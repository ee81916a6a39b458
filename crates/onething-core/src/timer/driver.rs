//! Async driver that ticks a [`FocusSession`] once per second.

use std::time::Duration;

use tokio::sync::mpsc;
use tokio::time::{interval, MissedTickBehavior};
use tracing::debug;

use super::environment::{self, FocusEnvironment};
use super::session::{FocusPhase, FocusSession};
use crate::events::Event;
use crate::storage::TimerConfig;

/// User input while a countdown runs.
#[derive(Debug, Clone, Copy, PartialEq, Eq)]
pub enum FocusControl {
    Pause,
    Resume,
    Cancel,
    Backgrounded,
}

#[derive(Debug, Clone, Copy, PartialEq, Eq)]
pub enum FocusOutcome {
    Finished,
    Cancelled,
}

/// Run a started session to its end.
///
/// Controls are applied as they arrive. `observe` sees every event the
/// session emits plus one call per elapsed second (with `None`). Only the
/// environment hooks enabled in `config` are used. If the
/// control channel closes while the session is paused nobody can resume it,
/// so it is cancelled.
pub async fn run_focus<F>(
    session: &mut FocusSession,
    env: &dyn FocusEnvironment,
    config: &TimerConfig,
    mut controls: mpsc::UnboundedReceiver<FocusControl>,
    mut observe: F,
) -> FocusOutcome
where
    F: FnMut(&FocusSession, Option<&Event>),
{
    if !matches!(session.phase(), FocusPhase::Running | FocusPhase::Paused) {
        return FocusOutcome::Cancelled;
    }

    environment::enter(env, config);
    let mut ticker = interval(Duration::from_secs(1));
    // Catch-up ticks after a stall still count as elapsed seconds.
    ticker.set_missed_tick_behavior(MissedTickBehavior::Burst);
    ticker.tick().await;

    let mut controls_open = true;
    let outcome = loop {
        let running = session.phase() == FocusPhase::Running;
        if !controls_open && !running {
            let event = session.cancel();
            observe(session, event.as_ref());
            break FocusOutcome::Cancelled;
        }

        tokio::select! {
            biased;
            control = controls.recv(), if controls_open => {
                let Some(control) = control else {
                    controls_open = false;
                    continue;
                };
                debug!(?control, "focus control");
                let event = match control {
                    FocusControl::Pause => session.pause(),
                    FocusControl::Backgrounded => session.backgrounded(),
                    FocusControl::Resume => {
                        let event = session.resume();
                        if event.is_some() {
                            ticker.reset();
                        }
                        event
                    }
                    FocusControl::Cancel => session.cancel(),
                };
                if let Some(event) = &event {
                    observe(session, Some(event));
                    if matches!(event, Event::FocusCancelled { .. }) {
                        break FocusOutcome::Cancelled;
                    }
                }
            }
            _ = ticker.tick(), if running => {
                let event = session.tick();
                observe(session, event.as_ref());
                if event.is_some() {
                    environment::finish(env, config);
                    break FocusOutcome::Finished;
                }
            }
        }
    };

    environment::leave(env, config);
    outcome
}

#[cfg(test)]
mod tests {
    use super::*;
    use crate::clock::{Clock, FixedClock};
    use crate::timer::NoopEnvironment;
    use crate::task::{Difficulty, NewTask, TaskCategory};
    use std::sync::{Arc, Mutex};

    fn started(minutes: u32) -> FocusSession {
        let clock = FixedClock::at("2024-03-01T09:00:00+09:00");
        let task = NewTask::custom("Read", TaskCategory::Fun, Difficulty::Easy, 5)
            .into_task("todo_read".into(), clock.now());
        let mut s = FocusSession::new(&task, Arc::new(clock));
        s.start(minutes).unwrap();
        s
    }

    #[derive(Default)]
    struct Recording {
        calls: Mutex<Vec<String>>,
    }

    impl FocusEnvironment for Recording {
        fn keep_awake(&self, on: bool) -> Result<(), Box<dyn std::error::Error + Send + Sync>> {
            self.calls.lock().unwrap().push(format!("awake:{on}"));
            Err("wake lock unsupported".into())
        }

        fn set_fullscreen(&self, on: bool) -> Result<(), Box<dyn std::error::Error + Send + Sync>> {
            self.calls.lock().unwrap().push(format!("fullscreen:{on}"));
            Ok(())
        }

        fn vibrate(&self, pattern_ms: &[u64]) -> Result<(), Box<dyn std::error::Error + Send + Sync>> {
            self.calls.lock().unwrap().push(format!("vibrate:{}", pattern_ms.len()));
            Ok(())
        }
    }

    #[tokio::test(start_paused = true)]
    async fn runs_to_completion() {
        let mut s = started(5);
        let env = Recording::default();
        let (_tx, rx) = mpsc::unbounded_channel();
        let mut ticks = 0;
        let outcome = run_focus(&mut s, &env, &TimerConfig::default(), rx, |_, event| {
            if event.is_none() {
                ticks += 1;
            }
        })
        .await;

        assert_eq!(outcome, FocusOutcome::Finished);
        assert_eq!(ticks, 299);
        assert_eq!(s.phase(), FocusPhase::Finished);
        assert_eq!(
            *env.calls.lock().unwrap(),
            vec!["awake:true", "vibrate:5", "awake:false"]
        );
    }

    #[tokio::test(start_paused = true)]
    async fn disabled_hooks_are_never_called() {
        let quiet = TimerConfig {
            haptics: false,
            keep_awake: false,
            fullscreen: false,
        };
        let mut s = started(1);
        let env = Recording::default();
        let (_tx, rx) = mpsc::unbounded_channel();
        let outcome = run_focus(&mut s, &env, &quiet, rx, |_, _| {}).await;
        assert_eq!(outcome, FocusOutcome::Finished);
        assert!(env.calls.lock().unwrap().is_empty());

        let fullscreen_only = TimerConfig {
            fullscreen: true,
            ..quiet
        };
        let mut s = started(1);
        let env = Recording::default();
        let (tx, rx) = mpsc::unbounded_channel();
        tx.send(FocusControl::Cancel).unwrap();
        let outcome = run_focus(&mut s, &env, &fullscreen_only, rx, |_, _| {}).await;
        assert_eq!(outcome, FocusOutcome::Cancelled);
        assert_eq!(
            *env.calls.lock().unwrap(),
            vec!["fullscreen:true", "fullscreen:false"]
        );
    }

    #[tokio::test(start_paused = true)]
    async fn cancel_stops_without_finishing() {
        let mut s = started(5);
        let (tx, rx) = mpsc::unbounded_channel();
        tx.send(FocusControl::Cancel).unwrap();
        let outcome = run_focus(&mut s, &NoopEnvironment, &TimerConfig::default(), rx, |_, _| {}).await;
        assert_eq!(outcome, FocusOutcome::Cancelled);
        assert_eq!(s.phase(), FocusPhase::SelectingDuration);
    }

    #[tokio::test(start_paused = true)]
    async fn pause_then_resume_still_finishes() {
        let mut s = started(5);
        let (tx, rx) = mpsc::unbounded_channel();
        tx.send(FocusControl::Pause).unwrap();
        tx.send(FocusControl::Resume).unwrap();
        let mut events = Vec::new();
        let outcome = run_focus(&mut s, &NoopEnvironment, &TimerConfig::default(), rx, |_, e| {
            if let Some(e) = e {
                events.push(e.clone());
            }
        })
        .await;
        drop(tx);

        assert_eq!(outcome, FocusOutcome::Finished);
        assert!(matches!(events[0], Event::FocusPaused { .. }));
        assert!(matches!(events[1], Event::FocusResumed { .. }));
        assert!(matches!(events[2], Event::FocusCompleted { .. }));
    }

    #[tokio::test(start_paused = true)]
    async fn backgrounded_with_no_controller_is_cancelled() {
        let mut s = started(5);
        let (tx, rx) = mpsc::unbounded_channel();
        tx.send(FocusControl::Backgrounded).unwrap();
        drop(tx);
        let outcome = run_focus(&mut s, &NoopEnvironment, &TimerConfig::default(), rx, |_, _| {}).await;
        assert_eq!(outcome, FocusOutcome::Cancelled);
    }

    #[tokio::test]
    async fn unstarted_session_is_not_run() {
        let clock = FixedClock::at("2024-03-01T09:00:00+09:00");
        let task = NewTask::custom("Read", TaskCategory::Fun, Difficulty::Easy, 5)
            .into_task("todo_read".into(), clock.now());
        let mut s = FocusSession::new(&task, Arc::new(clock));
        let (_tx, rx) = mpsc::unbounded_channel();
        let outcome = run_focus(&mut s, &NoopEnvironment, &TimerConfig::default(), rx, |_, _| {}).await;
        assert_eq!(outcome, FocusOutcome::Cancelled);
    }
}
◇ ◇ ◇ ◇
▶ _ACTIVITY_: Whenever the string "super" shows up on a line of the listing, copy that line.

▶ _RESPONSE BOX_:
use super::environment::{self, FocusEnvironment};
use super::session::{FocusPhase, FocusSession};
    use super::*;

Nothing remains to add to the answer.